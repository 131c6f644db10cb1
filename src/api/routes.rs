use actix_web::web;

use super::{handlers, ws};

/// Configures the API routes
///
/// # Arguments
///
/// * `cfg` - The service configuration
pub fn configure_routes(cfg: &mut web::ServiceConfig) {
    cfg.route("/ws", web::get().to(ws::protocol_socket)).service(
        web::scope("/api/v1")
            .route("/chain", web::get().to(handlers::get_chain))
            .route("/transactions/pending", web::get().to(handlers::get_pending_transactions))
            .route("/validate", web::get().to(handlers::validate_chain))
            .route("/balance/{address}", web::get().to(handlers::get_balance))
            .route("/accounts", web::get().to(handlers::get_all_accounts))
            .route("/node", web::get().to(handlers::get_node_info)),
    );
}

ABOUT THIS EXERCISE: Write the listing out once more, keeping each word as it is.

WORKED SOLUTION:
repository 131c6f644db10cb1
filename src/api/routes.rs
use actix_web::web;

use super::{handlers, ws};

/// Configures the API routes
///
/// # Arguments
///
/// * `cfg` - The service configuration
pub fn configure_routes(cfg: &mut web::ServiceConfig) {
    cfg.route("/ws", web::get().to(ws::protocol_socket)).service(
        web::scope("/api/v1")
            .route("/chain", web::get().to(handlers::get_chain))
            .route("/transactions/pending", web::get().to(handlers::get_pending_transactions))
            .route("/validate", web::get().to(handlers::validate_chain))
            .route("/balance/{address}", web::get().to(handlers::get_balance))
            .route("/accounts", web::get().to(handlers::get_all_accounts))
            .route("/node", web::get().to(handlers::get_node_info)),
    );
}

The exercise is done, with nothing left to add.